James R. Flaiz, Geauga County Prosecutor, and Nicholas A. Burling, Assistant Prosecuting Attorney, Courthouse Annex, 231 Main Street, Suite 3A, Chardon, OH 44024 (Plaintiff-Appellee).

Brendon J. Kohrs, 421 Graham Road, Suite F, Cuyahoga Falls, OH 44221 (Defendant-Appellant).

CYNTHIA WESTCOTT RICE, J.

{¶1} Appellant, Richard W. Gibbs, appeals from the judgment of the Geauga

County Court of Common Pleas, denying his post-sentence motion to withdraw his

guilty plea. For the reasons discussed in this opinion, the trial court’s judgment is

affirmed.

{¶2} On July 11, 2005, appellant was indicted on 10 counts of gross sexual

imposition, in violation of R.C. 2907.05(A)(3), felonies of the third degree, for crimes he allegedly committed between January 1, 1987 and December 31, 1989. Appellant

pleaded not guilty to the charges. He eventually entered pleas of guilty on the first six of

the 10 counts. The trial court accepted the plea and nolled the remaining counts.

Appellant was ultimately sentenced pursuant to the felony-sentencing scheme in effect

at the time the crimes were committed. Appellant received indefinite terms of four to 10

years on counts one and two, to run concurrently to each other; four to 10 years on

counts three and four, to run concurrently with each other, but consecutively to counts

one and two; and four to 10 years on counts five and six, to run concurrently with each

other, but consecutively to counts three and four. In total, appellant received an

aggregate prison term of 12-30 years. He was also classified as a sexual predator.

Appellant did not appeal his conviction.

{¶3} In February 2010, appellant filed a “motion to vacate a void sentence.”

The trial court denied the motion and appellant appealed the judgment to this court.

The appeal, however, was dismissed for failure to file a timely notice of appeal. See

State v. Gibbs, 11th Dist. Geauga No. 2010-G-2967,

2010-Ohio-2675

, ¶10.

{¶4} Appellant then filed a “motion to dismiss the indictment” in September,

2012. The court denied the motion and appellant did not appeal that judgment.

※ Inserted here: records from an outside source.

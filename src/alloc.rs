//! Slot allocation: per-block empty rings and the Full/Closed/Open lists.
use crate::node::{Block, Node, NodeInfo};
use crate::trie::Trie;
use crate::VALUE_LIMIT;

/// Which circular block list a block belongs to.
///
/// Full blocks have no empty slots, Closed blocks serve single-slot
/// placement only, Open blocks remain eligible for multi-slot placement.
#[derive(Clone, Copy, Debug, PartialEq, Eq)]
enum BlockClass {
    Full,
    Closed,
    Open,
}

impl Trie {
    fn bhead(&self, class: BlockClass) -> i32 {
        match class {
            BlockClass::Full => self.bhead_full,
            BlockClass::Closed => self.bhead_closed,
            BlockClass::Open => self.bhead_open,
        }
    }

    fn set_bhead(&mut self, class: BlockClass, bi: i32) {
        match class {
            BlockClass::Full => self.bhead_full = bi,
            BlockClass::Closed => self.bhead_closed = bi,
            BlockClass::Open => self.bhead_open = bi,
        }
    }

    /// Unlinks block `bi` from `class`; `last` means it was the sole
    /// member.
    fn pop_block(&mut self, bi: i32, class: BlockClass, last: bool) {
        if last {
            self.set_bhead(class, 0);
        } else {
            let prev = self.blocks[bi as usize].prev;
            let next = self.blocks[bi as usize].next;
            self.blocks[prev as usize].next = next;
            self.blocks[next as usize].prev = prev;
            if bi == self.bhead(class) {
                self.set_bhead(class, next);
            }
        }
    }

    /// Links block `bi` into `class`; `empty` means the list had no
    /// members.
    fn push_block(&mut self, bi: i32, class: BlockClass, empty: bool) {
        if empty {
            self.set_bhead(class, bi);
            self.blocks[bi as usize].prev = bi;
            self.blocks[bi as usize].next = bi;
        } else {
            let head = self.bhead(class);
            let tail = self.blocks[head as usize].prev;
            self.blocks[bi as usize].prev = tail;
            self.blocks[bi as usize].next = head;
            self.set_bhead(class, bi);
            self.blocks[head as usize].prev = bi;
            self.blocks[tail as usize].next = bi;
        }
    }

    fn transfer_block(&mut self, bi: i32, from: BlockClass, to: BlockClass) {
        let last = bi == self.blocks[bi as usize].next;
        self.pop_block(bi, from, last);
        let empty = self.bhead(to) == 0 && self.blocks[bi as usize].num != 0;
        self.push_block(bi, to, empty);
    }

    /// Appends one fully empty block, doubling the backing arrays when
    /// the allocated capacity is exhausted. Returns the new block index.
    pub(crate) fn add_block(&mut self) -> i32 {
        if self.size == self.capacity {
            self.capacity *= 2;
            self.nodes.resize(self.capacity as usize, Node::default());
            self.ninfos
                .resize(self.capacity as usize, NodeInfo::default());
            self.blocks
                .resize((self.capacity >> 8) as usize, Block::default());
        }

        let bi = self.size >> 8;
        self.blocks[bi as usize] = Block::new();
        self.blocks[bi as usize].ehead = self.size;

        // Thread the 256 new slots into one circular empty ring.
        self.nodes[self.size as usize] = Node {
            value: -(self.size + 255),
            check: -(self.size + 1),
        };
        for i in self.size + 1..self.size + 255 {
            self.nodes[i as usize] = Node {
                value: -(i - 1),
                check: -(i + 1),
            };
        }
        self.nodes[(self.size + 255) as usize] = Node {
            value: -(self.size + 254),
            check: -self.size,
        };

        let empty = self.bhead_open == 0;
        self.push_block(bi, BlockClass::Open, empty);
        self.size += 256;
        bi
    }

    /// Takes one empty slot out of its block's ring and marks it occupied
    /// under `from`.
    ///
    /// With `base >= 0` the caller demands the specific slot
    /// `base ^ label`; otherwise any slot is chosen and `from`'s base is
    /// set to reach it.
    pub(crate) fn pop_enode(&mut self, base: i32, label: u8, from: i32) -> i32 {
        let e = if base < 0 {
            self.find_place()
        } else {
            base ^ i32::from(label)
        };
        let bi = e >> 8;
        let n = self.nodes[e as usize];

        self.blocks[bi as usize].num -= 1;
        if self.blocks[bi as usize].num == 0 {
            if bi != 0 {
                self.transfer_block(bi, BlockClass::Closed, BlockClass::Full);
            }
        } else {
            // Splice `e` out of the ring; the links of an empty slot are
            // its negated neighbors.
            self.nodes[(-n.value) as usize].check = n.check;
            self.nodes[(-n.check) as usize].value = n.value;
            if e == self.blocks[bi as usize].ehead {
                self.blocks[bi as usize].ehead = -n.check;
            }
            if bi != 0
                && self.blocks[bi as usize].num == 1
                && self.blocks[bi as usize].trial != self.max_trial
            {
                self.transfer_block(bi, BlockClass::Open, BlockClass::Closed);
            }
        }

        self.nodes[e as usize] = Node {
            value: VALUE_LIMIT,
            check: from,
        };
        if base < 0 {
            self.nodes[from as usize].value = -(e ^ i32::from(label)) - 1;
        }
        e
    }

    /// Returns slot `e` to its block's empty ring and clears its sibling
    /// bookkeeping.
    pub(crate) fn push_enode(&mut self, e: i32) {
        let bi = e >> 8;
        self.blocks[bi as usize].num += 1;
        if self.blocks[bi as usize].num == 1 {
            self.blocks[bi as usize].ehead = e;
            self.nodes[e as usize] = Node {
                value: -e,
                check: -e,
            };
            if bi != 0 {
                self.transfer_block(bi, BlockClass::Full, BlockClass::Closed);
            }
        } else {
            let prev = self.blocks[bi as usize].ehead;
            let next = -self.nodes[prev as usize].check;
            self.nodes[e as usize] = Node {
                value: -prev,
                check: -next,
            };
            self.nodes[prev as usize].check = -e;
            self.nodes[next as usize].value = -e;
            if self.blocks[bi as usize].num == 2
                || self.blocks[bi as usize].trial == self.max_trial
            {
                if bi != 0 {
                    self.transfer_block(bi, BlockClass::Closed, BlockClass::Open);
                }
            }
            self.blocks[bi as usize].trial = 0;
        }

        let num = self.blocks[bi as usize].num as usize;
        if self.blocks[bi as usize].reject < self.reject[num] {
            self.blocks[bi as usize].reject = self.reject[num];
        }
        self.ninfos[e as usize] = NodeInfo::default();
    }

    /// Returns any single empty slot, preferring Closed blocks so that
    /// Open capacity stays available for sibling groups.
    pub(crate) fn find_place(&mut self) -> i32 {
        if self.bhead_closed != 0 {
            return self.blocks[self.bhead_closed as usize].ehead;
        }
        if self.bhead_open != 0 {
            return self.blocks[self.bhead_open as usize].ehead;
        }
        self.add_block() << 8
    }

    /// Returns a slot `e` such that `e ^ children[0] ^ c` is empty for
    /// every label `c` in `children`, scanning the Open list once and
    /// growing when nothing fits.
    ///
    /// Blocks that fail the scan remember the group size in their reject
    /// bound and burn one trial; a block out of trials is retired to the
    /// Closed list.
    pub(crate) fn find_places(&mut self, children: &[u8]) -> i32 {
        let mut bi = self.bhead_open;
        if bi != 0 {
            let tail = self.blocks[self.bhead_open as usize].prev;
            let nc = children.len() as i32;
            loop {
                if self.blocks[bi as usize].num >= nc && nc < self.blocks[bi as usize].reject {
                    let mut e = self.blocks[bi as usize].ehead;
                    loop {
                        let base = e ^ i32::from(children[0]);
                        let mut i = 0;
                        while self.nodes[(base ^ i32::from(children[i])) as usize].check < 0 {
                            if i == children.len() - 1 {
                                self.blocks[bi as usize].ehead = e;
                                return e;
                            }
                            i += 1;
                        }
                        e = -self.nodes[e as usize].check;
                        if e == self.blocks[bi as usize].ehead {
                            break;
                        }
                    }
                }

                self.blocks[bi as usize].reject = nc;
                let num = self.blocks[bi as usize].num as usize;
                if self.blocks[bi as usize].reject < self.reject[num] {
                    self.reject[num] = self.blocks[bi as usize].reject;
                }

                let next = self.blocks[bi as usize].next;
                self.blocks[bi as usize].trial += 1;
                if self.blocks[bi as usize].trial == self.max_trial {
                    self.transfer_block(bi, BlockClass::Open, BlockClass::Closed);
                }
                if bi == tail {
                    break;
                }
                bi = next;
            }
        }
        self.add_block() << 8
    }
}

#[cfg(test)]
mod tests {
    use crate::{Statistics, Trie};

    #[test]
    fn fresh_trie_charges_one_block() {
        let trie = Trie::new();
        assert_eq!(trie.blocks().len(), 1);
        assert_eq!(trie.blocks()[0].num, 256);
        assert_eq!(trie.blocks()[0].ehead, 1);
        assert_eq!(trie.num_vacants(), 255);
    }

    #[test]
    fn growth_doubles_capacity() {
        let mut trie = Trie::new();
        // Two-byte keys over a wide alphabet overflow block 0.
        for a in 1..=200u8 {
            for b in 1..=2u8 {
                trie.insert(&[a, b], i32::from(a)).unwrap();
            }
        }
        let status = trie.status();
        assert!(status.capacity >= 512);
        assert_eq!(status.capacity.count_ones(), 1);
        assert_eq!(status.size % 256, 0);
        assert!(status.size <= status.capacity);
    }

    #[test]
    fn released_slots_are_recycled() {
        let mut trie = Trie::new();
        for a in b'a'..=b'z' {
            trie.insert(&[a, a, a], i32::from(a)).unwrap();
        }
        let grown = trie.status().size;
        for a in b'a'..=b'z' {
            trie.remove(&[a, a, a]).unwrap();
        }
        for a in b'a'..=b'z' {
            trie.insert(&[a, a, a], i32::from(a)).unwrap();
        }
        // Reinsertion draws on the recycled rings; at most one extra block
        // of growth is tolerated.
        assert!(trie.status().size <= grown + 256);
        for a in b'a'..=b'z' {
            assert_eq!(trie.get(&[a, a, a]), Ok(i32::from(a)));
        }
    }
}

{¶5} In October 2012, appellant filed a “motion to withdraw his guilty plea.” The

court denied the motion and appellant filed the instant appeal. Appellant moved this

court for appointment of counsel, which was granted on February 1, 2013.

Notwithstanding the appointment of counsel, appellant filed a merit brief, pro se, on

January 31, 2013. This court struck this brief on February 4, 2013. On April 12, 2013,

2 appointed counsel filed an appellate brief pursuant to Anders v. California,

386 U.S. 738

(1967).1

{¶6} In Anders, the United States Supreme Court held that if appellate counsel,

after a conscientious examination of the case, finds an appeal to be wholly frivolous, he

or she should advise the court and request permission to withdraw.

Id. at 744

. This

request to withdraw must be accompanied by a brief citing anything in the record that

could arguably support an appeal.

Id.

Further, counsel must furnish his client with a

copy of the brief and request to withdraw and give the client an opportunity to raise any

additional items.

Id.

Once these requirements have been met, the appellate court must

review the entire record to determine whether the appeal is wholly frivolous.

Id.

If the

court finds the appeal is wholly frivolous, the court may grant counsel's motion to

withdraw and proceed to a decision on the merits.

Id.

If, however, the court concludes

the appeal is not frivolous, it must appoint new counsel for the client. Id.; see also

Penson v. Ohio,

488 U.S. 75, 83

(1988).

{¶7} Pursuant to Anders, counsel’s brief was properly served on appellant.

And, on October 4, 2013, this court reinstated appellant’s brief, essentially ruling the

pleading was prematurely filed. We shall therefore begin our analysis by considering

the merits of the assigned errors in appellant’s pro se brief. They provide, respectively:

{¶8} “[1.] The trial court erred as a matter of law in holding that Pennsylvania

Code Section 3126, indecent assault[,] constitutes an ‘offense of violence[,]’ in violation

of appellant[’]s right to due process of law.”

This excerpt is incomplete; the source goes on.